◆ **Work required**
For the word "format", find each line in the entries where it occurs and copy that line.

◆ **Given data**
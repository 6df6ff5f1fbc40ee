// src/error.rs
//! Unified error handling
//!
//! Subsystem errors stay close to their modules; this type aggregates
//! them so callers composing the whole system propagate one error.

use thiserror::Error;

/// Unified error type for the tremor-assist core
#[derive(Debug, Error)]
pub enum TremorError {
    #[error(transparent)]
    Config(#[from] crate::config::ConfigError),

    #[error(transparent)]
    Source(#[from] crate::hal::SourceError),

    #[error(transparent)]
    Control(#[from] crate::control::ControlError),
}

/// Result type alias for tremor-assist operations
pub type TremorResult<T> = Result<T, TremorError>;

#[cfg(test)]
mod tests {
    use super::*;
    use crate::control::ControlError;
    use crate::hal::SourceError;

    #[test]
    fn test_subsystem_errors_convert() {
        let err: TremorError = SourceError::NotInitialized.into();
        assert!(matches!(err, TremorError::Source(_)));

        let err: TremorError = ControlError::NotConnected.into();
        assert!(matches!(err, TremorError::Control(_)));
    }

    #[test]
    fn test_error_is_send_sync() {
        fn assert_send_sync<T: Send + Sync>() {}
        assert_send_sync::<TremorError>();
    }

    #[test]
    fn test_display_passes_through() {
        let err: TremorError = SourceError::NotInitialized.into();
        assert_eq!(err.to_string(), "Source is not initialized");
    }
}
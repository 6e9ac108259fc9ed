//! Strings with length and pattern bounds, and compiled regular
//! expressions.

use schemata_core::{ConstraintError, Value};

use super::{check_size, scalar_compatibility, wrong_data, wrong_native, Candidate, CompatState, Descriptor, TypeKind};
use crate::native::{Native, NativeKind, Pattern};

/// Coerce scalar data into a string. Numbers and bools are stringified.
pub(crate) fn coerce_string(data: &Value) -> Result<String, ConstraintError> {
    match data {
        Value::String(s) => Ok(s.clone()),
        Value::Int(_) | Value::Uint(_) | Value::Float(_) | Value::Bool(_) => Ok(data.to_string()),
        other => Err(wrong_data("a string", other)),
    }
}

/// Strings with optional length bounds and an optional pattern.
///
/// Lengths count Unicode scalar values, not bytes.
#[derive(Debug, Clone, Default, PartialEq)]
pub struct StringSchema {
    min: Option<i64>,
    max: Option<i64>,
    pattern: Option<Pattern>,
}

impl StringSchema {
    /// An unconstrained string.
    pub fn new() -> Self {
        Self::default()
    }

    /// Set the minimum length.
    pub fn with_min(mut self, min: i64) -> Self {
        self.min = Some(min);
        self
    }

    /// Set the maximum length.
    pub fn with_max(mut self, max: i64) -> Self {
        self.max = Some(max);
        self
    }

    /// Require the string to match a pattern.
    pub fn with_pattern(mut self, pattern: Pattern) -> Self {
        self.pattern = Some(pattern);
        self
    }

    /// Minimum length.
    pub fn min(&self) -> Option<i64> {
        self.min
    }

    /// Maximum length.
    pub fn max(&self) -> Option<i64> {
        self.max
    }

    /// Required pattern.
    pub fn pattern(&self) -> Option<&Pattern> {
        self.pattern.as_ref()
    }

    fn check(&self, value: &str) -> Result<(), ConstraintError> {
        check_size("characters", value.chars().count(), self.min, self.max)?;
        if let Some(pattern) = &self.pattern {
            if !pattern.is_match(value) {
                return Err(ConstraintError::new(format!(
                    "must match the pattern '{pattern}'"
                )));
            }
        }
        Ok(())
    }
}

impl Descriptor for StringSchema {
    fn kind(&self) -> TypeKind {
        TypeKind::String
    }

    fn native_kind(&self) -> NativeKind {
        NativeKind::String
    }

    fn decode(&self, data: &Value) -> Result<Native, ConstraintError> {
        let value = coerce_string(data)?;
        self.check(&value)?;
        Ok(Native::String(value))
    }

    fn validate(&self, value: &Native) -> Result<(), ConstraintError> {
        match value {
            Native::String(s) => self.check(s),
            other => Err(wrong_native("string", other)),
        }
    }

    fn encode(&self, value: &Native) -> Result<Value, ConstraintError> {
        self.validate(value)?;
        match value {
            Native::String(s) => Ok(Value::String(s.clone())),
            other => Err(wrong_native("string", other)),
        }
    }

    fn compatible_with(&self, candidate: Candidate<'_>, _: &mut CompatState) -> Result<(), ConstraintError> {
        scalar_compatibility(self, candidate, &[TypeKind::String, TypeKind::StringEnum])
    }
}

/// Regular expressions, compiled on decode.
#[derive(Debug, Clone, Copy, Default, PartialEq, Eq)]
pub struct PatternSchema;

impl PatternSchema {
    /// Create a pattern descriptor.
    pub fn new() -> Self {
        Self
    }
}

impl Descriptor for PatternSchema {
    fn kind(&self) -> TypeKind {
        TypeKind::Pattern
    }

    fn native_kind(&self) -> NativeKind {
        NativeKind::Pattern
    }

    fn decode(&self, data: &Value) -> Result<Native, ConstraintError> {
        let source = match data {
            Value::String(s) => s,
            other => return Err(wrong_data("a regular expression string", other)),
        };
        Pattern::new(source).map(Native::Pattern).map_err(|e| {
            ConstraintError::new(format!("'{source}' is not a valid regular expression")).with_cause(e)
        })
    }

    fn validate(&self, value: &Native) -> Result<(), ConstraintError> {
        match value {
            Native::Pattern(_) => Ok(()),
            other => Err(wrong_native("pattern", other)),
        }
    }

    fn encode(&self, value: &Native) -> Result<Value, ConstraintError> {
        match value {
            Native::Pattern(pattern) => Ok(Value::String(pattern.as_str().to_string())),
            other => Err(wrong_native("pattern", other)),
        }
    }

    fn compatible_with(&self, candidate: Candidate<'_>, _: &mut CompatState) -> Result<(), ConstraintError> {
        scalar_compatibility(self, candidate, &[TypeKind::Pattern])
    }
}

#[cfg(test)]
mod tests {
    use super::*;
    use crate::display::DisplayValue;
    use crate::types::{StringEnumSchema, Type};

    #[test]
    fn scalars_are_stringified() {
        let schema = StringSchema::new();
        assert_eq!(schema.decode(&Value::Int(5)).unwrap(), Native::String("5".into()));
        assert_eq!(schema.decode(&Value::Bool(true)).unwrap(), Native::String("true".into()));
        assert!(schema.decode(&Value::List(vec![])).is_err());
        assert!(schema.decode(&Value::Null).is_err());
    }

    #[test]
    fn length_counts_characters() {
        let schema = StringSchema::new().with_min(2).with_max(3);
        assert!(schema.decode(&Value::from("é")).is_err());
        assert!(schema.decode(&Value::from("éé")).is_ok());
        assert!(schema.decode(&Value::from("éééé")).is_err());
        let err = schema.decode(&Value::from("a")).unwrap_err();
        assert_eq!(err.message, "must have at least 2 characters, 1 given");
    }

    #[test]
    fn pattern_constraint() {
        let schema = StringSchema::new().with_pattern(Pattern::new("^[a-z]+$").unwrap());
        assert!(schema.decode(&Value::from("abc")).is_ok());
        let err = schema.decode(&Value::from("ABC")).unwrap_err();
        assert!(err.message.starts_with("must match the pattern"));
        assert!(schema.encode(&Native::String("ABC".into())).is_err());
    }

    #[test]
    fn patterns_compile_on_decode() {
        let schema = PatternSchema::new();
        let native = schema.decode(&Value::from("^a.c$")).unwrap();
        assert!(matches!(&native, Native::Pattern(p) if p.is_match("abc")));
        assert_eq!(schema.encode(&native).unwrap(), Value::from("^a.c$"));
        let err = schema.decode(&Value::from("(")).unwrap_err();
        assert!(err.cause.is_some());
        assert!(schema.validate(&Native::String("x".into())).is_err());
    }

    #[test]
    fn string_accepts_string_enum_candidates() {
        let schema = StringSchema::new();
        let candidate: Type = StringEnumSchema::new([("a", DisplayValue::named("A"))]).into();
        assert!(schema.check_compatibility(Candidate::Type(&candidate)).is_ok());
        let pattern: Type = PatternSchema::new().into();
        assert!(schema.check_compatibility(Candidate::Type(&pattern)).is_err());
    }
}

◆ **Task solution**
                return Err(ConstraintError::new(format!(
            ConstraintError::new(format!("'{source}' is not a valid regular expression")).with_cause(e)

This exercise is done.